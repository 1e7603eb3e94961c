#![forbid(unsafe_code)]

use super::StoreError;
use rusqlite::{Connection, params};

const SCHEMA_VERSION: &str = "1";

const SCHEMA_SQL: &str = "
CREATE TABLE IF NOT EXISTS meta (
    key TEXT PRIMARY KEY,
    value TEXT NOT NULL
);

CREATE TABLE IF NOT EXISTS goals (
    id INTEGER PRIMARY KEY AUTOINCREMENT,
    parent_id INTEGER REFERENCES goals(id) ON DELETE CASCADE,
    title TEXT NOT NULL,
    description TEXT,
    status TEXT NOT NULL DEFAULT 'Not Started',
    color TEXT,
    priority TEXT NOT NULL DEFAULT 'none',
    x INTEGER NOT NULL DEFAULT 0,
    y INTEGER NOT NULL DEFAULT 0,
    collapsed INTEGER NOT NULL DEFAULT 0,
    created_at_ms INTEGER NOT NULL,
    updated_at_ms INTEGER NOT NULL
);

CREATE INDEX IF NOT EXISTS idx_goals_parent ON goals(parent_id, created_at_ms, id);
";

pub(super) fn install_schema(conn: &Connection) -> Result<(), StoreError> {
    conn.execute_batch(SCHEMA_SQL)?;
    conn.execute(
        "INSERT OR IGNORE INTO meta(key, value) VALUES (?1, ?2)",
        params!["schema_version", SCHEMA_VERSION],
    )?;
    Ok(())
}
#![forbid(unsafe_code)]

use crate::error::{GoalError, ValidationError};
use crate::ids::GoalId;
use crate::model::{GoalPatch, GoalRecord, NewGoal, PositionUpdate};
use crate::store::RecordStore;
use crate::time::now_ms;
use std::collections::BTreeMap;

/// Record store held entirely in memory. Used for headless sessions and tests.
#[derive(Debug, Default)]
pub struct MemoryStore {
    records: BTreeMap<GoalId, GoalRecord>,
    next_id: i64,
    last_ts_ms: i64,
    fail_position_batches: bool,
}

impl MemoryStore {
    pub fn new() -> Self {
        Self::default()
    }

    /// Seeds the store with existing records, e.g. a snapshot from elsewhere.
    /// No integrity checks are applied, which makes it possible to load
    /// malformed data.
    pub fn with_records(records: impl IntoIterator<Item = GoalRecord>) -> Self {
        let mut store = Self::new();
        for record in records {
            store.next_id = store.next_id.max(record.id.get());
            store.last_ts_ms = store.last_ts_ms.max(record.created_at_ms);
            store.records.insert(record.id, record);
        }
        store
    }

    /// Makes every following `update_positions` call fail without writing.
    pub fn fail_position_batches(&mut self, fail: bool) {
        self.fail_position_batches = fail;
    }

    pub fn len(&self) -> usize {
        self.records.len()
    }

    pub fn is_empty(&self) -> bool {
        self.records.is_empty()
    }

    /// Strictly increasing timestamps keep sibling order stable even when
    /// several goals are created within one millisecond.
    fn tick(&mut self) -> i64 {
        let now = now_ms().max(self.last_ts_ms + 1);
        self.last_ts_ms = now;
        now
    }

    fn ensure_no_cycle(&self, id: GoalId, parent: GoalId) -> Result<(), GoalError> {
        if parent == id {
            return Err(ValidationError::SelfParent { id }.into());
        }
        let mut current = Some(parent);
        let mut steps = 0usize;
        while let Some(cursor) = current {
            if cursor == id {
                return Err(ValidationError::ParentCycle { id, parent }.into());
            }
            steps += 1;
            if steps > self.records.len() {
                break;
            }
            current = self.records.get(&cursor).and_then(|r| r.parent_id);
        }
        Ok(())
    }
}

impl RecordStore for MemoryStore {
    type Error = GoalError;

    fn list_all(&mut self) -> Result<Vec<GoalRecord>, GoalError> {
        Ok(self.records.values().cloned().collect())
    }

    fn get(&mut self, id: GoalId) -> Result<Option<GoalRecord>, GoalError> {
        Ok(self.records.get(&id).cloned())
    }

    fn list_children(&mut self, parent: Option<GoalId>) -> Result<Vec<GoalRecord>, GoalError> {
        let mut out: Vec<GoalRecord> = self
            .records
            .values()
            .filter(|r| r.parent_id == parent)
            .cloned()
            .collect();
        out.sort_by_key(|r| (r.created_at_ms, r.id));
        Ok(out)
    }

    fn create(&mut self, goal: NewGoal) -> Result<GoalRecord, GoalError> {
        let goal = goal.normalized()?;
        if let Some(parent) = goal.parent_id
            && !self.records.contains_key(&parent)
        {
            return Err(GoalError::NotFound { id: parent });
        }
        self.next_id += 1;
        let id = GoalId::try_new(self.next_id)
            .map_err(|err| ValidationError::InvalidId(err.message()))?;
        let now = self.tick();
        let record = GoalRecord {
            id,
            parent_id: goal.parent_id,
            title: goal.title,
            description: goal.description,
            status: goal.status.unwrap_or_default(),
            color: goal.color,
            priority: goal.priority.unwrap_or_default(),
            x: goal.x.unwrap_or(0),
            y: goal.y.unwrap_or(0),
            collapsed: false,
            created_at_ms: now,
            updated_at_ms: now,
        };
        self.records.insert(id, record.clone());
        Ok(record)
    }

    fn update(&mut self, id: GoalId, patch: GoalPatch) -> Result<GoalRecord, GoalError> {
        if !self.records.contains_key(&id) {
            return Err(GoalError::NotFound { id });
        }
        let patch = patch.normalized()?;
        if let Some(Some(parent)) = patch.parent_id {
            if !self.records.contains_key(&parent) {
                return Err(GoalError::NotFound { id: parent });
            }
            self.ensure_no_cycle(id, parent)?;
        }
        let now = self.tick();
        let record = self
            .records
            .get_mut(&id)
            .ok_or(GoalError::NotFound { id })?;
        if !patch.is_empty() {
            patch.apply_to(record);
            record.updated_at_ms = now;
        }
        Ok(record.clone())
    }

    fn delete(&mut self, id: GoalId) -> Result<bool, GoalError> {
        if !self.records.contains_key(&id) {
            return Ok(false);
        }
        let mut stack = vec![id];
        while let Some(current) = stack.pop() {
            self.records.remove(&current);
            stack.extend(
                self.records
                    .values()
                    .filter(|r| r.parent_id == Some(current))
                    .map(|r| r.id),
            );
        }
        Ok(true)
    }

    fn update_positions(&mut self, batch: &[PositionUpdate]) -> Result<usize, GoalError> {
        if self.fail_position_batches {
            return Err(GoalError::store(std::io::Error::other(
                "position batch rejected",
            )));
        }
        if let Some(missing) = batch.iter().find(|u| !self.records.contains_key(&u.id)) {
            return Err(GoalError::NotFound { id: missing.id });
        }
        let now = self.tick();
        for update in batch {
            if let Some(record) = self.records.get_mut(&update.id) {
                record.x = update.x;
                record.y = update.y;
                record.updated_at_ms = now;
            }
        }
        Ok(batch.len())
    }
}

□ □ □

▸ ASSIGNED TASK: Restate word for word only the lines above from the line containing "pub fn fail_position_batches(&mut" to the line containing "let mut current = Some(parent);", both of them included.

▸ ANSWER TO THIS TASK:
    pub fn fail_position_batches(&mut self, fail: bool) {
        self.fail_position_batches = fail;
    }

    pub fn len(&self) -> usize {
        self.records.len()
    }

    pub fn is_empty(&self) -> bool {
        self.records.is_empty()
    }

    /// Strictly increasing timestamps keep sibling order stable even when
    /// several goals are created within one millisecond.
    fn tick(&mut self) -> i64 {
        let now = now_ms().max(self.last_ts_ms + 1);
        self.last_ts_ms = now;
        now
    }

    fn ensure_no_cycle(&self, id: GoalId, parent: GoalId) -> Result<(), GoalError> {
        if parent == id {
            return Err(ValidationError::SelfParent { id }.into());
        }
        let mut current = Some(parent);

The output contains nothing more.